3 Recognition of the Distinctiveness of Sound Trademarks
Article 9 of China's current trademark law explicitly stipulates that a registered trademark "should have distinctive features and be easy to identify", while Article 11 and Article 12 correspondingly describe the situation that it does not have distinctive features. Seen from the content of the article, Article 9 is a principle stipulating that the requirement of distinctiveness is easy to identify, and the so⁃called identification, that is, recognition and distinction, can be specifically expressed as "recognizing the connection between the trademark and the goods or services, and distinguishing it from other goods or services", both of which are indispensable.
However, what needs to be pointed out is that from the perspective of the function of a trademark, "recognition" is only a means, and "distinction" is the purpose. Therefore, some scholars have proposed that the distinguishing function of trademarks helps trademark owners to sell goods or provide services, and also helps consumers to choose between the same or similar goods or services. Therefore, in order to exert the distinction function of the trademark, the trademark must be distinctive[6]. Some scholars further pointed out that according to the way in which distinctiveness is generated, distinctiveness can be divided into three situations: inherent distinctiveness, acquired distinctiveness, and lost distinctiveness[7]; according to the strength of distinctiveness, trademarks can be divided into fanciful trademarks, arbitrary trademarks, suggestive trademarks and descriptive trademarks[8], where the first three types of trademarks have inherent distinctiveness, while the distinctiveness of descriptive trademarks can be acquired through use. In fact, the origin of this classification standard was the Map of Distinctiveness proposed by the American judge Henry Friendly in the case of Abercrombie & Fitch Co. v. Hunting World, Inc. in 1976, which gave rise to the Abercrombie Taxonomy. Although this method takes word trademarks as a reference, it can be applied to the recognition of the distinctiveness of other trademarks.

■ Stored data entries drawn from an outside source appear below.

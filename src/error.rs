//! Model registry error types.
//!
//! Lookups signal absence with `Option`; these errors cover construction
//! of records and registries, configuration loading, and the `resolve`
//! family of lookups that prefer `?` over a presence check.

use thiserror::Error;

/// Model registry errors.
#[derive(Error, Debug)]
pub enum ModelError {
    /// Model not found in registry.
    #[error("Model not found: {0}")]
    ModelNotFound(String),

    /// Two records share the same name.
    #[error("Duplicate model: {0}")]
    DuplicateModel(String),

    /// A price is negative, NaN or infinite.
    #[error("Invalid price {price} for model {model}")]
    InvalidPrice {
        /// Name of the offending record.
        model: String,
        /// The rejected value.
        price: f64,
    },

    /// A record was built with an empty name.
    #[error("Model name must not be empty")]
    InvalidName,

    /// Provider string did not match any supported provider.
    #[error("Unknown provider: {0}")]
    UnknownProvider(String),

    /// Configuration error.
    #[error("Config error: {0}")]
    Config(String),

    /// I/O error.
    #[error("IO error: {0}")]
    Io(#[from] std::io::Error),
}

/// Result type alias for registry operations
pub type Result<T> = std::result::Result<T, ModelError>;

impl From<toml::de::Error> for ModelError {
    fn from(err: toml::de::Error) -> Self {
        ModelError::Config(err.to_string())
    }
}
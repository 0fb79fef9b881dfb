//! Model record data structures.
//!
//! This module defines the value types stored in the registry:
//! - `ModelRecord`: provider, name, description and pricing of one model
//! - `Pricing`: input/output token prices

use std::fmt;

use serde::{Deserialize, Serialize};

use crate::error::{ModelError, Result};
use crate::models::provider::Provider;

/// Token pricing information (USD per million tokens)
///
/// A price of `0.0` means free or unpublished, not an error.
#[derive(Debug, Clone, Copy, PartialEq)]
pub struct Pricing {
    /// Cost per million input (prompt) tokens
    pub input: f64,
    /// Cost per million output (completion) tokens
    pub output: f64,
}

impl Pricing {
    /// Create new pricing
    pub fn new(input: f64, output: f64) -> Self {
        Self { input, output }
    }

    /// True when neither direction carries a price
    pub fn is_free(&self) -> bool {
        self.input == 0.0 && self.output == 0.0
    }
}

/// Metadata for one named model variant
///
/// Records are immutable once built; fields are only reachable through
/// accessors. Construction rejects empty names and prices that are
/// negative or not finite.
#[derive(Debug, Clone, PartialEq, Serialize, Deserialize)]
#[serde(try_from = "RecordFields")]
pub struct ModelRecord {
    provider: Provider,
    name: String,
    description: String,
    input_price: f64,
    output_price: f64,
}

impl ModelRecord {
    /// Create a validated record
    ///
    /// # Examples
    /// ```
    /// use genai_models::models::{ModelRecord, Provider};
    ///
    /// let record = ModelRecord::new(Provider::DeepSeek, "deepseek-chat", "", 0.014, 0.28).unwrap();
    /// assert_eq!(record.formatted_info(), "deepseek-chat: ");
    /// assert!(ModelRecord::new(Provider::DeepSeek, "bad", "", -1.0, 0.0).is_err());
    /// ```
    pub fn new(
        provider: Provider,
        name: impl Into<String>,
        description: impl Into<String>,
        input_price: f64,
        output_price: f64,
    ) -> Result<Self> {
        let name = name.into();
        if name.is_empty() {
            return Err(ModelError::InvalidName);
        }
        for price in [input_price, output_price] {
            if !price.is_finite() || price < 0.0 {
                return Err(ModelError::InvalidPrice { model: name, price });
            }
        }

        Ok(Self {
            provider,
            name,
            description: description.into(),
            input_price,
            output_price,
        })
    }

    /// Upstream provider
    pub fn provider(&self) -> Provider {
        self.provider
    }

    /// Unique model name, also the registry key
    pub fn name(&self) -> &str {
        &self.name
    }

    /// Human-readable description (may be empty)
    pub fn description(&self) -> &str {
        &self.description
    }

    /// USD per million input tokens
    pub fn input_price(&self) -> f64 {
        self.input_price
    }

    /// USD per million output tokens
    pub fn output_price(&self) -> f64 {
        self.output_price
    }

    /// Both prices as one value
    pub fn pricing(&self) -> Pricing {
        Pricing::new(self.input_price, self.output_price)
    }

    /// One-line summary: `"<name>: <description>"`
    pub fn formatted_info(&self) -> String {
        format!("{}: {}", self.name, self.description)
    }
}

impl fmt::Display for ModelRecord {
    fn fmt(&self, f: &mut fmt::Formatter<'_>) -> fmt::Result {
        f.write_str(&self.name)
    }
}

/// Unvalidated shape used when deserializing records.
#[derive(Deserialize)]
struct RecordFields {
    provider: Provider,
    name: String,
    #[serde(default)]
    description: String,
    #[serde(default)]
    input_price: f64,
    #[serde(default)]
    output_price: f64,
}

impl TryFrom<RecordFields> for ModelRecord {
    type Error = ModelError;

    fn try_from(fields: RecordFields) -> Result<Self> {
        ModelRecord::new(
            fields.provider,
            fields.name,
            fields.description,
            fields.input_price,
            fields.output_price,
        )
    }
}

3.1 Recognition Rules of Foreign Sound Trademarks
Sound trademarks mainly identify the characteristics of goods or services through hearing, which makes it difficult for countries and regions to determine their distinctiveness. The successful registration of sound trademarks is not common even in the U.S.A, where the legal status of sound trademarks was determined earlier. However, in practice, the country has also provided valuable experience, such as the secondary meaning theory proposed according to the inherent distinctiveness classification method, which has been widely accepted by subsequent countries. In the specific identification procedure, the United States Patent and Trademark Office (USPTO) does not strictly require the applicant to provide the attached drawings, but only to submit the relevant carrier. Australia also stipulates in its Trademark Manual of Examining Procedure that a sound trademark must contain a graphic representation of the trademark[9]. At the same time, a simple text description can also be used to replace the illustration. However, the European Union has a stricter examination of the distinctiveness of sound trademarks. The EU Trademark Regulation clarifies that "written description" is a necessary condition for the application, that is, the applicant must make a certain written description of the trademark when submitting the application, including recording the sound melody with a staff musical notation, and explaining the content of the sound with nouns, etc. In the legislative process of examining the significance of sound trademarks, China has gradually absorbed the experience of the above system, but from the perspective of the current legal provisions, there are still some problems, such as unclear standards and imperfect systems.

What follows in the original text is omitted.